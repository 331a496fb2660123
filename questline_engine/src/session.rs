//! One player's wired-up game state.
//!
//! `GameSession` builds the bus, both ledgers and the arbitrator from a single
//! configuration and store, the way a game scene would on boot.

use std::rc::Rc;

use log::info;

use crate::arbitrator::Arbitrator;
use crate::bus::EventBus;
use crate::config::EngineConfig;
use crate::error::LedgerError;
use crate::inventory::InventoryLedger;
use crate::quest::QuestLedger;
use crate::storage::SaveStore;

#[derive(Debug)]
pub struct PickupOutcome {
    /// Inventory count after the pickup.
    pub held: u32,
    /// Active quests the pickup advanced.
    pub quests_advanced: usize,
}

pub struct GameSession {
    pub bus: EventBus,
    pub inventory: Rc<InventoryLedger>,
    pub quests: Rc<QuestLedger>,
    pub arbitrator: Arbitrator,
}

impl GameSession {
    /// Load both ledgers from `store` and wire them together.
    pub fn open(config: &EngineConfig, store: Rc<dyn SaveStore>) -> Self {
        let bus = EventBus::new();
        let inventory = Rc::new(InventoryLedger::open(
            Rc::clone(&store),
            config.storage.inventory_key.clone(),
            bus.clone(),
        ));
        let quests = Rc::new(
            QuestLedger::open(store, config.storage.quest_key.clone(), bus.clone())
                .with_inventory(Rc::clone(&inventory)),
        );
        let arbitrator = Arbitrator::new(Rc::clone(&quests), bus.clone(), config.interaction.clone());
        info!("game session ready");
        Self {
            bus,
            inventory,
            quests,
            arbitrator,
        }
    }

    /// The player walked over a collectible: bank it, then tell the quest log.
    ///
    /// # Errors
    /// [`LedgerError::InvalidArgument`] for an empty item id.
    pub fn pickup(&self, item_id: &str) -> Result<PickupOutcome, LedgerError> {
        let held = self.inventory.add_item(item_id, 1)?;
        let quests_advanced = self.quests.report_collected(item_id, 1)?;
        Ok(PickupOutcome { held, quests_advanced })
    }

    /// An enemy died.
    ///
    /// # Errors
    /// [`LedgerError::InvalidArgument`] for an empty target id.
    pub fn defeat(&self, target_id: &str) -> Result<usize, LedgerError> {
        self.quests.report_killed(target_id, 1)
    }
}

-----

§ **TASK REQUIREMENTS**
Every entry, from the first line to the last, should be retyped exactly.

§ **TASK OUTPUT**
repository 331a496fb2660123
filename questline_engine/src/session.rs
//! One player's wired-up game state.
//!
//! `GameSession` builds the bus, both ledgers and the arbitrator from a single
//! configuration and store, the way a game scene would on boot.

use std::rc::Rc;

use log::info;

use crate::arbitrator::Arbitrator;
use crate::bus::EventBus;
use crate::config::EngineConfig;
use crate::error::LedgerError;
use crate::inventory::InventoryLedger;
use crate::quest::QuestLedger;
use crate::storage::SaveStore;

#[derive(Debug)]
pub struct PickupOutcome {
    /// Inventory count after the pickup.
    pub held: u32,
    /// Active quests the pickup advanced.
    pub quests_advanced: usize,
}

pub struct GameSession {
    pub bus: EventBus,
    pub inventory: Rc<InventoryLedger>,
    pub quests: Rc<QuestLedger>,
    pub arbitrator: Arbitrator,
}

impl GameSession {
    /// Load both ledgers from `store` and wire them together.
    pub fn open(config: &EngineConfig, store: Rc<dyn SaveStore>) -> Self {
        let bus = EventBus::new();
        let inventory = Rc::new(InventoryLedger::open(
            Rc::clone(&store),
            config.storage.inventory_key.clone(),
            bus.clone(),
        ));
        let quests = Rc::new(
            QuestLedger::open(store, config.storage.quest_key.clone(), bus.clone())
                .with_inventory(Rc::clone(&inventory)),
        );
        let arbitrator = Arbitrator::new(Rc::clone(&quests), bus.clone(), config.interaction.clone());
        info!("game session ready");
        Self {
            bus,
            inventory,
            quests,
            arbitrator,
        }
    }

    /// The player walked over a collectible: bank it, then tell the quest log.
    ///
    /// # Errors
    /// [`LedgerError::InvalidArgument`] for an empty item id.
    pub fn pickup(&self, item_id: &str) -> Result<PickupOutcome, LedgerError> {
        let held = self.inventory.add_item(item_id, 1)?;
        let quests_advanced = self.quests.report_collected(item_id, 1)?;
        Ok(PickupOutcome { held, quests_advanced })
    }

    /// An enemy died.
    ///
    /// # Errors
    /// [`LedgerError::InvalidArgument`] for an empty target id.
    pub fn defeat(&self, target_id: &str) -> Result<usize, LedgerError> {
        self.quests.report_killed(target_id, 1)
    }
}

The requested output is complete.